Alternative patch that aligns the code with the comments instead of updating the comments: D135653

Not sure which one is best or how to motivate the reordering (for out OOT target it might be better to do the memcpy first sometimes, but that is probably a more general scheduling thing rather than something this pass should need to think about).

bjope updated this revision to Diff 521254.May 11 2023, 4:32 AM

Change the focus of the patch to be around correcting the debug loc of the new
memset. And then cleaning up incorrect code comments is an extra bonus.

bjope retitled this revision from [MemCpyOpt] Update code comments for processMemSetMemCpyDependence. NFC to [MemCpyOpt] Fix up debug loc for simplified memset in processMemSetMemCpyDependence.May 11 2023, 4:33 AM
bjope edited the summary of this revision. (Show Details)

Adding some debug info people as reviewers.

I originally added @fhahn as reviewer, to consider the alternative solution D135653 involving changing the implementation to match with the old code comments instead. But since this has been stalled since October I thought that I could shape up this patch and promote this solution in favor of D135653 (as it is a smaller change to only impact debug info and not codegen).

Makes sense to me, the new comments appear to reflect what the code is doing better (insert the memset before the memcpy). The source locations look good too (added one nit comment). Added Orlando as a reviewer as peeling apart memcpys is his favourite thing.
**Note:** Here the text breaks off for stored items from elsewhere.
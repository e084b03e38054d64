//! ECMA-335 II.23.2 compressed integers.
//!
//! Signature blobs, heap length prefixes and array shapes store integers in a variable length
//! big-endian form whose width is selected by the leading bits of the first byte:
//!
//! | Width | Bit pattern | Unsigned range |
//! |-------|-------------|----------------|
//! | 1 | `0xxxxxxx` | `0x00..=0x7F` |
//! | 2 | `10xxxxxx xxxxxxxx` | `0x80..=0x3FFF` |
//! | 4 | `110xxxxx xxxxxxxx xxxxxxxx xxxxxxxx` | `0x4000..=0x1FFF_FFFF` |
//!
//! Signed values are rotated left by one bit inside the chosen width so the sign ends up in
//! bit 0, which keeps small negative numbers small. Encoding always selects the shortest width.

use crate::{
    Error::{TruncatedData, ValueOutOfRange},
    Result,
};

/// Largest value a compressed unsigned integer can carry.
pub const MAX_COMPRESSED_UINT: u32 = 0x1FFF_FFFF;
/// Smallest value a compressed signed integer can carry.
pub const MIN_COMPRESSED_INT: i32 = -(1 << 28);
/// Largest value a compressed signed integer can carry.
pub const MAX_COMPRESSED_INT: i32 = (1 << 28) - 1;

fn read_byte(data: &[u8], offset: &mut usize) -> Result<u8> {
    let byte = *data.get(*offset).ok_or(TruncatedData)?;
    *offset += 1;
    Ok(byte)
}

/// Reads a compressed unsigned integer and returns it together with its encoded width.
fn read_compressed_uint_sized(data: &[u8], offset: &mut usize) -> Result<(u32, usize)> {
    let start = *offset;
    let first = read_byte(data, offset)?;

    let result = if first & 0x80 == 0 {
        Ok((u32::from(first), 1))
    } else if first & 0xC0 == 0x80 {
        read_byte(data, offset)
            .map(|second| (((u32::from(first) & 0x3F) << 8) | u32::from(second), 2))
    } else if first & 0xE0 == 0xC0 {
        let mut value = u32::from(first) & 0x1F;
        let mut result = Ok(());
        for _ in 0..3 {
            match read_byte(data, offset) {
                Ok(byte) => value = (value << 8) | u32::from(byte),
                Err(error) => {
                    result = Err(error);
                    break;
                }
            }
        }
        result.map(|()| (value, 4))
    } else {
        Err(ValueOutOfRange(i64::from(first)))
    };

    if result.is_err() {
        *offset = start;
    }
    result
}

/// Decodes a compressed unsigned integer at `offset`, advancing it past the encoded bytes.
///
/// # Errors
/// - [`crate::Error::TruncatedData`] if the encoding runs past the end of `data`
/// - [`crate::Error::ValueOutOfRange`] if the leading byte has the reserved `111xxxxx` form
///
/// # Examples
///
/// ```rust
/// use dotgraft::utils::read_compressed_uint;
///
/// let mut offset = 0;
/// assert_eq!(read_compressed_uint(&[0xC0, 0x00, 0x40, 0x00], &mut offset)?, 0x4000);
/// assert_eq!(offset, 4);
/// # Ok::<(), dotgraft::Error>(())
/// ```
pub fn read_compressed_uint(data: &[u8], offset: &mut usize) -> Result<u32> {
    read_compressed_uint_sized(data, offset).map(|(value, _)| value)
}

/// Decodes a compressed signed integer at `offset`, advancing it past the encoded bytes.
///
/// # Errors
/// Same as [`read_compressed_uint`].
pub fn read_compressed_int(data: &[u8], offset: &mut usize) -> Result<i32> {
    let (raw, width) = read_compressed_uint_sized(data, offset)?;

    let mut value = raw >> 1;
    if raw & 1 != 0 {
        value |= match width {
            1 => 0xFFFF_FFC0,
            2 => 0xFFFF_E000,
            _ => 0xF000_0000,
        };
    }

    #[allow(clippy::cast_possible_wrap)]
    Ok(value as i32)
}

/// Returns the number of bytes the compressed form of `value` occupies.
///
/// Values above [`MAX_COMPRESSED_UINT`] report 4; encoding them fails.
#[must_use]
pub fn compressed_uint_size(value: u32) -> usize {
    if value < 0x80 {
        1
    } else if value < 0x4000 {
        2
    } else {
        4
    }
}

/// Returns the number of bytes the compressed form of the signed `value` occupies.
#[must_use]
pub fn compressed_int_size(value: i32) -> usize {
    if (-(1 << 6)..(1 << 6)).contains(&value) {
        1
    } else if (-(1 << 13)..(1 << 13)).contains(&value) {
        2
    } else {
        4
    }
}

/// Appends the shortest compressed form of `value` to `out`.
///
/// # Errors
/// Returns [`crate::Error::ValueOutOfRange`] if `value` exceeds [`MAX_COMPRESSED_UINT`].
pub fn write_compressed_uint(value: u32, out: &mut Vec<u8>) -> Result<()> {
    match compressed_uint_size(value) {
        1 => out.push(value as u8),
        2 => out.extend_from_slice(&((value as u16) | 0x8000).to_be_bytes()),
        _ => {
            if value > MAX_COMPRESSED_UINT {
                return Err(ValueOutOfRange(i64::from(value)));
            }
            out.extend_from_slice(&(value | 0xC000_0000).to_be_bytes());
        }
    }

    Ok(())
}

/// Appends the shortest compressed form of the signed `value` to `out`.
///
/// # Errors
/// Returns [`crate::Error::ValueOutOfRange`] if `value` is outside
/// [`MIN_COMPRESSED_INT`]`..=`[`MAX_COMPRESSED_INT`].
pub fn write_compressed_int(value: i32, out: &mut Vec<u8>) -> Result<()> {
    if !(MIN_COMPRESSED_INT..=MAX_COMPRESSED_INT).contains(&value) {
        return Err(ValueOutOfRange(i64::from(value)));
    }

    #[allow(clippy::cast_sign_loss)]
    let rotated = ((value as u32) << 1) | u32::from(value < 0);

    match compressed_int_size(value) {
        1 => out.push((rotated & 0x7F) as u8),
        2 => out.extend_from_slice(&(((rotated & 0x3FFF) as u16) | 0x8000).to_be_bytes()),
        _ => out.extend_from_slice(&((rotated & 0x1FFF_FFFF) | 0xC000_0000).to_be_bytes()),
    }

    Ok(())
}

#[cfg(test)]
mod tests {
    use super::*;
    use crate::Error;

    fn encode_uint(value: u32) -> Vec<u8> {
        let mut out = Vec::new();
        write_compressed_uint(value, &mut out).unwrap();
        out
    }

    fn encode_int(value: i32) -> Vec<u8> {
        let mut out = Vec::new();
        write_compressed_int(value, &mut out).unwrap();
        out
    }

    #[test]
    fn uint_ecma_samples() {
        let samples: &[(u32, &[u8])] = &[
            (0x03, &[0x03]),
            (0x7F, &[0x7F]),
            (0x80, &[0x80, 0x80]),
            (0x2E57, &[0xAE, 0x57]),
            (0x3FFF, &[0xBF, 0xFF]),
            (0x4000, &[0xC0, 0x00, 0x40, 0x00]),
            (0x1FFF_FFFF, &[0xDF, 0xFF, 0xFF, 0xFF]),
        ];

        for (value, bytes) in samples {
            assert_eq!(encode_uint(*value), *bytes, "encoding {:#x}", value);

            let mut offset = 0;
            assert_eq!(read_compressed_uint(bytes, &mut offset).unwrap(), *value);
            assert_eq!(offset, bytes.len());
        }
    }

    #[test]
    fn int_ecma_samples() {
        let samples: &[(i32, &[u8])] = &[
            (3, &[0x06]),
            (-3, &[0x7B]),
            (64, &[0x80, 0x80]),
            (-64, &[0x01]),
            (8192, &[0xC0, 0x00, 0x40, 0x00]),
            (-8192, &[0x80, 0x01]),
            (268_435_455, &[0xDF, 0xFF, 0xFF, 0xFE]),
            (-268_435_456, &[0xC0, 0x00, 0x00, 0x01]),
        ];

        for (value, bytes) in samples {
            assert_eq!(encode_int(*value), *bytes, "encoding {}", value);

            let mut offset = 0;
            assert_eq!(read_compressed_int(bytes, &mut offset).unwrap(), *value);
            assert_eq!(offset, bytes.len());
        }
    }

    #[test]
    fn uint_width_boundaries() {
        assert_eq!(encode_uint(0x7F).len(), 1);
        assert_eq!(encode_uint(0x80).len(), 2);
        assert_eq!(encode_uint(0x3FFF).len(), 2);
        assert_eq!(encode_uint(0x4000).len(), 4);
        assert_eq!(compressed_uint_size(0x7F), 1);
        assert_eq!(compressed_uint_size(0x80), 2);
        assert_eq!(compressed_uint_size(0x4000), 4);
    }

    #[test]
    fn int_width_boundaries() {
        assert_eq!(encode_int(63).len(), 1);
        assert_eq!(encode_int(-64).len(), 1);
        assert_eq!(encode_int(64).len(), 2);
        assert_eq!(encode_int(-65).len(), 2);
        assert_eq!(encode_int(8191).len(), 2);
        assert_eq!(encode_int(-8193).len(), 4);
    }

    #[test]
    fn out_of_range() {
        let mut out = Vec::new();
        assert!(matches!(
            write_compressed_uint(0x2000_0000, &mut out),
            Err(Error::ValueOutOfRange(_))
        ));
        assert!(matches!(
            write_compressed_int(1 << 28, &mut out),
            Err(Error::ValueOutOfRange(_))
        ));
        assert!(matches!(
            write_compressed_int(-(1 << 28) - 1, &mut out),
            Err(Error::ValueOutOfRange(_))
        ));
        assert!(out.is_empty());
    }

    #[test]
    fn truncated() {
        let mut offset = 0;
        assert!(matches!(
            read_compressed_uint(&[0x80], &mut offset),
            Err(Error::TruncatedData)
        ));
        assert!(matches!(
            read_compressed_uint(&[0xC0, 0x00, 0x00], &mut offset),
            Err(Error::TruncatedData)
        ));
        assert!(matches!(
            read_compressed_uint(&[], &mut offset),
            Err(Error::TruncatedData)
        ));
        assert_eq!(offset, 0);
    }

    #[test]
    fn reserved_prefix() {
        let mut offset = 0;
        assert!(matches!(
            read_compressed_uint(&[0xE0, 0x00, 0x00, 0x00], &mut offset),
            Err(Error::ValueOutOfRange(_))
        ));
    }
}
I've a small concern over whether the new memset is going to re-order source locations -- as defined in https://llvm.org/docs/HowToUpdateDebugInfo.html we try to avoid source locations appearing outside of their original block or out of the original program order. It looks like the only caller to processMemSetMemCpyDependence enforces that the memset/memcpy are in the same block which means this patch is fine, but this is liable to become untrue in a future refactor. Would you be able to put a MemSet->getParent() == MemCpy->getParent() assertion next to the call to SetCurrentDebugLocation plus a comment about avoiding the source location appearing out of order? It feels a bit pointless, but IMO it'll guard against future refactors making a mistake.

llvm/lib/Transforms/Scalar/MemCpyOptimizer.cpp
1296
llvm/test/Transforms/MemCpyOpt/memset-memcpy-dbgloc.ll
26–29

I'd suggest dropping the scope metadata node as it's liable to be re-numbered by output changes in the future, and in this context I don't think it's testing anything meaningful.

bjope updated this revision to Diff 522112.May 15 2023, 3:49 AM

Updated according to review feedback.

jmorse accepted this revision.May 16 2023, 5:38 AM

LGTM, cheers

This revision is now accepted and ready to land.May 16 2023, 5:38 AM
This revision was automatically updated to reflect the committed changes.